**ACTIVITY:**
In every line of the records, look for "outputs", then report how many lines have it and nothing else.

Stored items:
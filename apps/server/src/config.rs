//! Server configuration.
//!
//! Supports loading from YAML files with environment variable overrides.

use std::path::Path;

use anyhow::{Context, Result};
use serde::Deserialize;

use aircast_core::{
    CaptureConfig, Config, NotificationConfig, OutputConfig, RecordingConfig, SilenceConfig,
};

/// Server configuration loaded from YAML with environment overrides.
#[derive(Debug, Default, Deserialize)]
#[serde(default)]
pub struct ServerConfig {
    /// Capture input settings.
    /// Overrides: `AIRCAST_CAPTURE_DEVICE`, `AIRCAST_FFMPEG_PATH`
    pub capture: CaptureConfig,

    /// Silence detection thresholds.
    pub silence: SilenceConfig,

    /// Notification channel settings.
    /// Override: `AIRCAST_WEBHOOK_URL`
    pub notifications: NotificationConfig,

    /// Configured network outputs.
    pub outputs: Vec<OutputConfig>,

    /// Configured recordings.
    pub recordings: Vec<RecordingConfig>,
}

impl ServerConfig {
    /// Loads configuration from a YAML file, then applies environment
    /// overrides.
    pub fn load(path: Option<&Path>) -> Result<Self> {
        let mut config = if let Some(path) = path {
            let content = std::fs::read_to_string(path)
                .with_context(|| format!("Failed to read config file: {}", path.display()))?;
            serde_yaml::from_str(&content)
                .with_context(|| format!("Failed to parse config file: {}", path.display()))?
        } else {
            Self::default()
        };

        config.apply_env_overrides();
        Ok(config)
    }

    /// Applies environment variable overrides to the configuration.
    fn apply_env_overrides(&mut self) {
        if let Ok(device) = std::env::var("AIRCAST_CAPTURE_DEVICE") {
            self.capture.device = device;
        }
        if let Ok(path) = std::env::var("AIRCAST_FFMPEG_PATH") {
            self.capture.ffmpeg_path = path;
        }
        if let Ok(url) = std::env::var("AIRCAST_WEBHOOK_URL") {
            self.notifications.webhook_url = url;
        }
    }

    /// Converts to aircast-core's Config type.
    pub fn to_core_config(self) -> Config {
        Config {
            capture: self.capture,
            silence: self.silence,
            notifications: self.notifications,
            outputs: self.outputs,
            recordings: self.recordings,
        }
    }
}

==

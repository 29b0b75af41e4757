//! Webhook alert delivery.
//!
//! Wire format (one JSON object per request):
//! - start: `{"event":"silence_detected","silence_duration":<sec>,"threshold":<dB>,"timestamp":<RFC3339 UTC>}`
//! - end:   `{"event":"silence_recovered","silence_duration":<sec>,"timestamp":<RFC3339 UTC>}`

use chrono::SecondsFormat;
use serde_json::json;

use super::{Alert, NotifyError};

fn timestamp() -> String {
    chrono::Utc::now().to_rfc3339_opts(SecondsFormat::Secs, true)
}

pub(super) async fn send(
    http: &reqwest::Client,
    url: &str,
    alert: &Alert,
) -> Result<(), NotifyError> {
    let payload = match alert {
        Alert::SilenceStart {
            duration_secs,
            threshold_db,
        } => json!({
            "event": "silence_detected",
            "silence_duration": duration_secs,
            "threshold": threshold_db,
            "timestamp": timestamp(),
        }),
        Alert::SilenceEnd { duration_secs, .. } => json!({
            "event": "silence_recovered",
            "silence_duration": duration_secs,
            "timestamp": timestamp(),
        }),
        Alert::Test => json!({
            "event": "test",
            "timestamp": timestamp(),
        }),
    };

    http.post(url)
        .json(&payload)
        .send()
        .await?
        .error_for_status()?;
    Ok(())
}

...

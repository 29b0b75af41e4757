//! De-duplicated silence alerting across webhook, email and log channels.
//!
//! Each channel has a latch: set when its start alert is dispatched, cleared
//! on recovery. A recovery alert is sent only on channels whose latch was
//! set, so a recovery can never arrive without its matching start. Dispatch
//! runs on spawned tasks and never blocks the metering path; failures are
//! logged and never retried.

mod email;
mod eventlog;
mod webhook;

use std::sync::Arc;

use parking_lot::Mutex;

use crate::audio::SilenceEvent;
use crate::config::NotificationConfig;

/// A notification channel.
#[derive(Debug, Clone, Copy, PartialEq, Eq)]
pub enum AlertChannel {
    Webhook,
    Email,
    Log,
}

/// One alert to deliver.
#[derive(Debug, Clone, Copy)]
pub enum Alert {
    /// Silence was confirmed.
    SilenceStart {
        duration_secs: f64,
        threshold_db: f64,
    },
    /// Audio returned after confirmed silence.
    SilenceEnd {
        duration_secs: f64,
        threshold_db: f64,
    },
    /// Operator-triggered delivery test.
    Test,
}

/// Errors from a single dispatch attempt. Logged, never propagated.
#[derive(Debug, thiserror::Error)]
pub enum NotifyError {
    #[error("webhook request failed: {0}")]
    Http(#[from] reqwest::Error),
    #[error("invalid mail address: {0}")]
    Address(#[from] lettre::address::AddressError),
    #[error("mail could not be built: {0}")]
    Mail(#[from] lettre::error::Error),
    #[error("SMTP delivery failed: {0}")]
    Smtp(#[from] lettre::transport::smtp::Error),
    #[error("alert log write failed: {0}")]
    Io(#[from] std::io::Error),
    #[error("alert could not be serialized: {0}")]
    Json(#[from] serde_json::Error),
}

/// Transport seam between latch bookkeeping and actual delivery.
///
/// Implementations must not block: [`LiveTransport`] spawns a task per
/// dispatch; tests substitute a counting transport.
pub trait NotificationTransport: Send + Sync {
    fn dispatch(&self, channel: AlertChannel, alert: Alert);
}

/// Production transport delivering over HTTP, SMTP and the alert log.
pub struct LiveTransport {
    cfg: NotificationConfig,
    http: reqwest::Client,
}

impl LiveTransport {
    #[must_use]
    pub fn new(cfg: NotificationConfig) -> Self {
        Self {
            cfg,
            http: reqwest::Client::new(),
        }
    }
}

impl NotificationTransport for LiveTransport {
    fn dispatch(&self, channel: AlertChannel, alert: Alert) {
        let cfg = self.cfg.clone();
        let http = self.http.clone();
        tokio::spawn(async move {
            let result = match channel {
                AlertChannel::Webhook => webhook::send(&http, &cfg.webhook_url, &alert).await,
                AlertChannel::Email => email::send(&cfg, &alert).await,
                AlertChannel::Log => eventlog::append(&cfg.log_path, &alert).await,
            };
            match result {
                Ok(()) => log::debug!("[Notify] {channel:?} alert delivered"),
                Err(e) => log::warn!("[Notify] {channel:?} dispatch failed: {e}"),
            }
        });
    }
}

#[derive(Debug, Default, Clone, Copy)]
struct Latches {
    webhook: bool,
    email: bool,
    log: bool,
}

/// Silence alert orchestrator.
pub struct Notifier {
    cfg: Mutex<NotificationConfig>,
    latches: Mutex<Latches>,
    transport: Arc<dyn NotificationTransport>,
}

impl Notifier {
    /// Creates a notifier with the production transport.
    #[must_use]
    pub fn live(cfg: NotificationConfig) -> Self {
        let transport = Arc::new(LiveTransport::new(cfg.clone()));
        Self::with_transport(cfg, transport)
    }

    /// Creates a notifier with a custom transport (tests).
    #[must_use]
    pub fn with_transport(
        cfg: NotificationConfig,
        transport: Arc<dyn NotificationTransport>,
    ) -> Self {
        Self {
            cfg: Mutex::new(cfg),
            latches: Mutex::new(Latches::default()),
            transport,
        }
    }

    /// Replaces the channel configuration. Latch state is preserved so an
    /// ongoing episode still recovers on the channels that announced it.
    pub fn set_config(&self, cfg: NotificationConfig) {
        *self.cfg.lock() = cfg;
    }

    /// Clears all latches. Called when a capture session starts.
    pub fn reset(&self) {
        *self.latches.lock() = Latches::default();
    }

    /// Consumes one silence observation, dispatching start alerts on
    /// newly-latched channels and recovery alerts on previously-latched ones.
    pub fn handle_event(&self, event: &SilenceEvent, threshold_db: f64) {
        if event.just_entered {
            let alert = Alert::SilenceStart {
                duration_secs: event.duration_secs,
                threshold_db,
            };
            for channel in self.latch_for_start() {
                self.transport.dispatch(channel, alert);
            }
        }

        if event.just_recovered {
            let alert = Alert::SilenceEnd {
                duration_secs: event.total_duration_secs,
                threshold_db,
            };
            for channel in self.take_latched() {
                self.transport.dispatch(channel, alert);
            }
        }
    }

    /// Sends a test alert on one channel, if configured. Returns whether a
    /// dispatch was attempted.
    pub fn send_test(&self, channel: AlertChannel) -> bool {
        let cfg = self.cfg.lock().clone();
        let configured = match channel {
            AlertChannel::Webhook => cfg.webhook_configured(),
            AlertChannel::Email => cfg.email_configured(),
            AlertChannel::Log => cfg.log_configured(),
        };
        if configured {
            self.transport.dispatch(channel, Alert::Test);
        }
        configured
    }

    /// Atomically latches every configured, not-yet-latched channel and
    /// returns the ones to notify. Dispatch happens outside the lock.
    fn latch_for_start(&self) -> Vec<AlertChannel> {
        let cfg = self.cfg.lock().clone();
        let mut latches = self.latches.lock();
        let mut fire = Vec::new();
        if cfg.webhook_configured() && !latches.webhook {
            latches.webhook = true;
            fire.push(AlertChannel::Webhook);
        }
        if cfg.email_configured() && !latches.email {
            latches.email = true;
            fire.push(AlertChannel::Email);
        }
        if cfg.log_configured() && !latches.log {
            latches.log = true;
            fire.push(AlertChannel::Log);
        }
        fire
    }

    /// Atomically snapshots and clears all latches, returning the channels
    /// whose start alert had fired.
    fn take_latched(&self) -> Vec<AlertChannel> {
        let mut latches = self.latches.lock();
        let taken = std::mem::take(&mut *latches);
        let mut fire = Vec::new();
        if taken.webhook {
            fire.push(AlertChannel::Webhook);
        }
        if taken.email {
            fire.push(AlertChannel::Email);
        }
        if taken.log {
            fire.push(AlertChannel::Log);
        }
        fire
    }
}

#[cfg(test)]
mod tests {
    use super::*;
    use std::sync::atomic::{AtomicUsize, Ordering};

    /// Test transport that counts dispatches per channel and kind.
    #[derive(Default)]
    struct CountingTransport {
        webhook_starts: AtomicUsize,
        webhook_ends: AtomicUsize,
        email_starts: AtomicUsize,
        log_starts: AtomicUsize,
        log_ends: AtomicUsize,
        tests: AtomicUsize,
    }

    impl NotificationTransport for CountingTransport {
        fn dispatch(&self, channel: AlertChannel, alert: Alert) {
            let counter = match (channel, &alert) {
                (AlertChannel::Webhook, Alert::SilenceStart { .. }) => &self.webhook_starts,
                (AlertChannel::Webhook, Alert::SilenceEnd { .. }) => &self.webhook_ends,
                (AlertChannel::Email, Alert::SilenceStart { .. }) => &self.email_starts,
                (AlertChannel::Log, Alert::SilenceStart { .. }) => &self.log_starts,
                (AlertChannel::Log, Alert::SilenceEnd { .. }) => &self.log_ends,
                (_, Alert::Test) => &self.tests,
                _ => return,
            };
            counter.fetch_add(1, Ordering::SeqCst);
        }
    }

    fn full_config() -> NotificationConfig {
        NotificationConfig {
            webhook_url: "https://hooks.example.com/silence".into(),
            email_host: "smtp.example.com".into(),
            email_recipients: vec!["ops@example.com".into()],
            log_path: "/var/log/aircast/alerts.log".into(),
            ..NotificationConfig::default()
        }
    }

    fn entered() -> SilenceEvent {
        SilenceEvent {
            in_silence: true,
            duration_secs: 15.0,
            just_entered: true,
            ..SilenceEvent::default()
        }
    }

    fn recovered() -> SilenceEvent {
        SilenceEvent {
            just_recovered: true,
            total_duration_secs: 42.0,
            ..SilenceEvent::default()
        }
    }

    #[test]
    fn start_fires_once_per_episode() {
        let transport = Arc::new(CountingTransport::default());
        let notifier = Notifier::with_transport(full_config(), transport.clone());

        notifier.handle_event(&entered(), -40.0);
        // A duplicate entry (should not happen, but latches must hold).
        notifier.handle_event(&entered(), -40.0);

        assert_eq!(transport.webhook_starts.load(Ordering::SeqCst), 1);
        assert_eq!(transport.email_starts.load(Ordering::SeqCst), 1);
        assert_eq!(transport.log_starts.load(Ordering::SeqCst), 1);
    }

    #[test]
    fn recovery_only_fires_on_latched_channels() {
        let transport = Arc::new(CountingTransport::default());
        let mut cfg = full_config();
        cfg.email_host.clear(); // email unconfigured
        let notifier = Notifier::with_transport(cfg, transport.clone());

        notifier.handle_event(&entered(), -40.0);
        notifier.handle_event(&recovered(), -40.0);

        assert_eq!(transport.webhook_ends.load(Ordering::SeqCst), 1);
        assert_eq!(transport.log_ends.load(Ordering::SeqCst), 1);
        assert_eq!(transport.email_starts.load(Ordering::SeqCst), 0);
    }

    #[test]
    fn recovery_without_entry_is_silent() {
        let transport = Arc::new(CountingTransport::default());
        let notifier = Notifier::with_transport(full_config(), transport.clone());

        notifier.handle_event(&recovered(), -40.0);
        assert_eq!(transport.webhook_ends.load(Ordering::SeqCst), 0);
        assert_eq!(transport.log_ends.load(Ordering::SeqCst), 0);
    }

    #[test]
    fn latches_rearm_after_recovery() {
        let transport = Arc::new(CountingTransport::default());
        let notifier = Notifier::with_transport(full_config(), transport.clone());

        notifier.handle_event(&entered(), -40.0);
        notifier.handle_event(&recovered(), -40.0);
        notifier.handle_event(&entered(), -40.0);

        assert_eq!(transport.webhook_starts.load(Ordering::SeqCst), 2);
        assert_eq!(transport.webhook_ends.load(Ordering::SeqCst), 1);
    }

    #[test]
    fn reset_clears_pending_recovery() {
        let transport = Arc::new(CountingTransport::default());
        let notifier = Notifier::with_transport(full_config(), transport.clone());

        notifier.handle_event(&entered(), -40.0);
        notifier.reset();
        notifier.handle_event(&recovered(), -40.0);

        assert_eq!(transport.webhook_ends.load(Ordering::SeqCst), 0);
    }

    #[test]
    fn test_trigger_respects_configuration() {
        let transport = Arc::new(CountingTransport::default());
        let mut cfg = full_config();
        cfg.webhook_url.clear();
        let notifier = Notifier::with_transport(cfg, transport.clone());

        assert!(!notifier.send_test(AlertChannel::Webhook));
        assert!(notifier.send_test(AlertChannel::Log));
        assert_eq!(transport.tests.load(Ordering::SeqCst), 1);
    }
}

**PROBLEM SOLUTION:**
3